- YOUR ASSIGNMENT: Whenever a line in the entries includes the word "settings", copy that line out.
*** DATASET ENTRIES
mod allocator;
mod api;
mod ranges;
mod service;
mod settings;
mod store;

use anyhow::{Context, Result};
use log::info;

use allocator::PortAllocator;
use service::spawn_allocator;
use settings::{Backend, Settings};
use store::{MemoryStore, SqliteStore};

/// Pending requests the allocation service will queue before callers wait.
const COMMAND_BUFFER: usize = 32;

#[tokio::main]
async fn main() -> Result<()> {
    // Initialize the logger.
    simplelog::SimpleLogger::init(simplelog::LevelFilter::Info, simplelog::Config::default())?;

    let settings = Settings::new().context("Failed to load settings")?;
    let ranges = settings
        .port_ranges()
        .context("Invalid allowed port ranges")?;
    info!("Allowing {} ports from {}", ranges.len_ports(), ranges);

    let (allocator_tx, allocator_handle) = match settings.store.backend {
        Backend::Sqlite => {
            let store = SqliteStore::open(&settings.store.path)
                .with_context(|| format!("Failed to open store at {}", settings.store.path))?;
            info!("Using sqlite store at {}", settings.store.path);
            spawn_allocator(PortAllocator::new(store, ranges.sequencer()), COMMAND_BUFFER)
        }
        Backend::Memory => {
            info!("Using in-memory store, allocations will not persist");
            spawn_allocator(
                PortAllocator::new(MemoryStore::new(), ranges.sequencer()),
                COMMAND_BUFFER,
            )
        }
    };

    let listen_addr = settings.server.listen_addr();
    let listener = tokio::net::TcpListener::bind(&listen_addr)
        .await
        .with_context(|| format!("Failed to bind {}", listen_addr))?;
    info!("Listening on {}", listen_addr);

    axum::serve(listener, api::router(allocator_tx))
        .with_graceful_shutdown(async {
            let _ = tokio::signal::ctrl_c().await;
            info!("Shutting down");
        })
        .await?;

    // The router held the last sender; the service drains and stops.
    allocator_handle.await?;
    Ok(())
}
******
*** DATASET ENTRIES
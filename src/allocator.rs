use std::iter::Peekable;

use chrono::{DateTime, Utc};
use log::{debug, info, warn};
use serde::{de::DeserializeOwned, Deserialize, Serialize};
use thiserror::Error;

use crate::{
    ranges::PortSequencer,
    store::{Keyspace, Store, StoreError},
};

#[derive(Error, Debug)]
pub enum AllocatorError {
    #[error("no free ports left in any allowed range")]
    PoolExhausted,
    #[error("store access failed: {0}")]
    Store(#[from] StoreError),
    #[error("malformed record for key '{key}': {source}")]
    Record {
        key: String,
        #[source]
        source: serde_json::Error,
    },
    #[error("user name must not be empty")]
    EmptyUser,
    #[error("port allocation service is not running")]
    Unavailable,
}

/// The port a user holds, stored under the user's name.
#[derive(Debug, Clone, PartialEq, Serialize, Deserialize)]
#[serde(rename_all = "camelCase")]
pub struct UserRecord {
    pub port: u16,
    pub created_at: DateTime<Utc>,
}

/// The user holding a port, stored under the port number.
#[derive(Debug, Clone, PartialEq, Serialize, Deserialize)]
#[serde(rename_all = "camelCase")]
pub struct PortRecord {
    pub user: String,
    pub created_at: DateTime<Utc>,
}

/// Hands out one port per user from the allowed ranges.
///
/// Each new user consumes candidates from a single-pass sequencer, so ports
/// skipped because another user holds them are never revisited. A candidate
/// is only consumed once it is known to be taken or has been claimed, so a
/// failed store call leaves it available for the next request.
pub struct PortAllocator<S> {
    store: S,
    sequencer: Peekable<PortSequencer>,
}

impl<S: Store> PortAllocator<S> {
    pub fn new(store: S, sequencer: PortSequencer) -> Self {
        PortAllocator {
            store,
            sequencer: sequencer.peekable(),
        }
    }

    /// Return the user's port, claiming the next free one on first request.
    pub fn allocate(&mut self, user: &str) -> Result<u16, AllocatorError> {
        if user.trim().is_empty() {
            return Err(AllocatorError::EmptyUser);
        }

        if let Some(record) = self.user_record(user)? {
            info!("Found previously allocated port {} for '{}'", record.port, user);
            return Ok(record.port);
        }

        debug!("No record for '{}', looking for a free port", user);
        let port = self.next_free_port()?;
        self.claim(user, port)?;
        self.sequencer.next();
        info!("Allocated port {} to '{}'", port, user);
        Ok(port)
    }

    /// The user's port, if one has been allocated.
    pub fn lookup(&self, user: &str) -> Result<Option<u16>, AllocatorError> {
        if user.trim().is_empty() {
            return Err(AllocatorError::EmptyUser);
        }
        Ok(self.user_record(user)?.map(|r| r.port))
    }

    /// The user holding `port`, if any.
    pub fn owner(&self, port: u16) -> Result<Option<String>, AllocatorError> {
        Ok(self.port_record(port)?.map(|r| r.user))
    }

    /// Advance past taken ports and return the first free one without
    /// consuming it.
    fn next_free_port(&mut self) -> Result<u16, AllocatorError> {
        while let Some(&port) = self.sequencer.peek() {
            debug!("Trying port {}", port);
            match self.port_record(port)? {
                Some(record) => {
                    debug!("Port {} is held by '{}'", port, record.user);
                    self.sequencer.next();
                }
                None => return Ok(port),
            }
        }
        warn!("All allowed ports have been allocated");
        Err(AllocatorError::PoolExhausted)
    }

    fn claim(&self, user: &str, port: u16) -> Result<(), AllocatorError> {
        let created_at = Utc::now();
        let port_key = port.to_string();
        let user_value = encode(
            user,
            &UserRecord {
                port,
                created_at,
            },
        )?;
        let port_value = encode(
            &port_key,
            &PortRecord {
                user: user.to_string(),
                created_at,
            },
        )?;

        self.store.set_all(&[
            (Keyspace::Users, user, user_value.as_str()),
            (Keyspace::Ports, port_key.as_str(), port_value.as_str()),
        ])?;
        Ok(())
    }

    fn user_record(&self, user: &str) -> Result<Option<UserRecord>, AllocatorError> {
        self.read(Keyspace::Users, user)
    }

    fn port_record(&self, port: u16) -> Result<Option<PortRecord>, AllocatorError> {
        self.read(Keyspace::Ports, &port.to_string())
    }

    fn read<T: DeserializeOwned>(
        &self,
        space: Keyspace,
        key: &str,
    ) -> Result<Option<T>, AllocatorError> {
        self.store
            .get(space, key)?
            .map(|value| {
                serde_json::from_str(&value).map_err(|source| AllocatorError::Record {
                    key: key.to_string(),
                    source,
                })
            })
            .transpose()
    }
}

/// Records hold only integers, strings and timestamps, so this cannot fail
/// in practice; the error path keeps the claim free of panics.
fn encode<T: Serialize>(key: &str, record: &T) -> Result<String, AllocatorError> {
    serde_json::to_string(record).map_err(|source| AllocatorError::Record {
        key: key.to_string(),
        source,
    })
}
******
*** DATASET ENTRIES
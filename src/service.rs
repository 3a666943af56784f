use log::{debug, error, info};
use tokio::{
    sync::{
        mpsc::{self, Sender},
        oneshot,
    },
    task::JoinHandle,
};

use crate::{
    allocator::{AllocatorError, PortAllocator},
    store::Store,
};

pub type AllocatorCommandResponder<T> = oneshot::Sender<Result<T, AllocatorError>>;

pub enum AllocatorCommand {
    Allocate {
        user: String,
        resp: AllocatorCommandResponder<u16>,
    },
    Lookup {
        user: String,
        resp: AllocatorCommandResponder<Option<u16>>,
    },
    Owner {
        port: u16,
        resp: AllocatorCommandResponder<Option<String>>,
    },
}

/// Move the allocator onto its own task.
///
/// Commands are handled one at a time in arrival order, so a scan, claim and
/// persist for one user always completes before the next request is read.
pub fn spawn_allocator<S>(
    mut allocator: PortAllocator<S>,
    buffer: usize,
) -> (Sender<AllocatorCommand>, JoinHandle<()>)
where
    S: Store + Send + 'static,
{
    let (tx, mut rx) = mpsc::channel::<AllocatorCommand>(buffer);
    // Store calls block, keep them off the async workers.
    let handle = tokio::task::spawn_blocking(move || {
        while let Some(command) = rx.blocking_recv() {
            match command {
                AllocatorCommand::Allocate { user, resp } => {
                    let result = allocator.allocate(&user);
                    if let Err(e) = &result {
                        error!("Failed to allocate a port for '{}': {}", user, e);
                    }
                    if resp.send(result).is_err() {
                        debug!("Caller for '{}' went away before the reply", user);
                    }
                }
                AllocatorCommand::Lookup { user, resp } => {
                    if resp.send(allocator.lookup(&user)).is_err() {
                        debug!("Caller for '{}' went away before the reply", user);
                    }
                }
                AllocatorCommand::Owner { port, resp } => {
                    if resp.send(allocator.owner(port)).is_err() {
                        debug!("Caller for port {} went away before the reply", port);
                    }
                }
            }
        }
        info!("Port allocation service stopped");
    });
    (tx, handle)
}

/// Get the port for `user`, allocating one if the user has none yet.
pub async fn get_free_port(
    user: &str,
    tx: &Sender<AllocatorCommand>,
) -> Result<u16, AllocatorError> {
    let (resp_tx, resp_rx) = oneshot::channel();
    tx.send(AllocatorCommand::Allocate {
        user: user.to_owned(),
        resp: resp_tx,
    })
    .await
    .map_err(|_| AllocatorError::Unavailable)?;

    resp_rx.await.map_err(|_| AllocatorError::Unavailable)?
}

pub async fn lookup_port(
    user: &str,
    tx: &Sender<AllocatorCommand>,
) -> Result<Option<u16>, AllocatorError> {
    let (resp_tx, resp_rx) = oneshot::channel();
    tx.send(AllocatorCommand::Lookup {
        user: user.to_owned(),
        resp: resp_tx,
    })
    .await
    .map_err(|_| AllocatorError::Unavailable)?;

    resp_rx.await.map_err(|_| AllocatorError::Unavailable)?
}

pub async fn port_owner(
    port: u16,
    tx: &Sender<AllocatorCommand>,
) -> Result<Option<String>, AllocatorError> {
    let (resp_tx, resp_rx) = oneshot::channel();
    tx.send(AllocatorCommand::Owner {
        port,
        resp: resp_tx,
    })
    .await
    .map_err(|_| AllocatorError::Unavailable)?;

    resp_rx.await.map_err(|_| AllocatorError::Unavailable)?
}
******
- SOLVED EXERCISE:
mod settings;
use settings::{Backend, Settings};
    let settings = Settings::new().context("Failed to load settings")?;
    let ranges = settings
    let (allocator_tx, allocator_handle) = match settings.store.backend {
            let store = SqliteStore::open(&settings.store.path)
                .with_context(|| format!("Failed to open store at {}", settings.store.path))?;
            info!("Using sqlite store at {}", settings.store.path);
    let listen_addr = settings.server.listen_addr();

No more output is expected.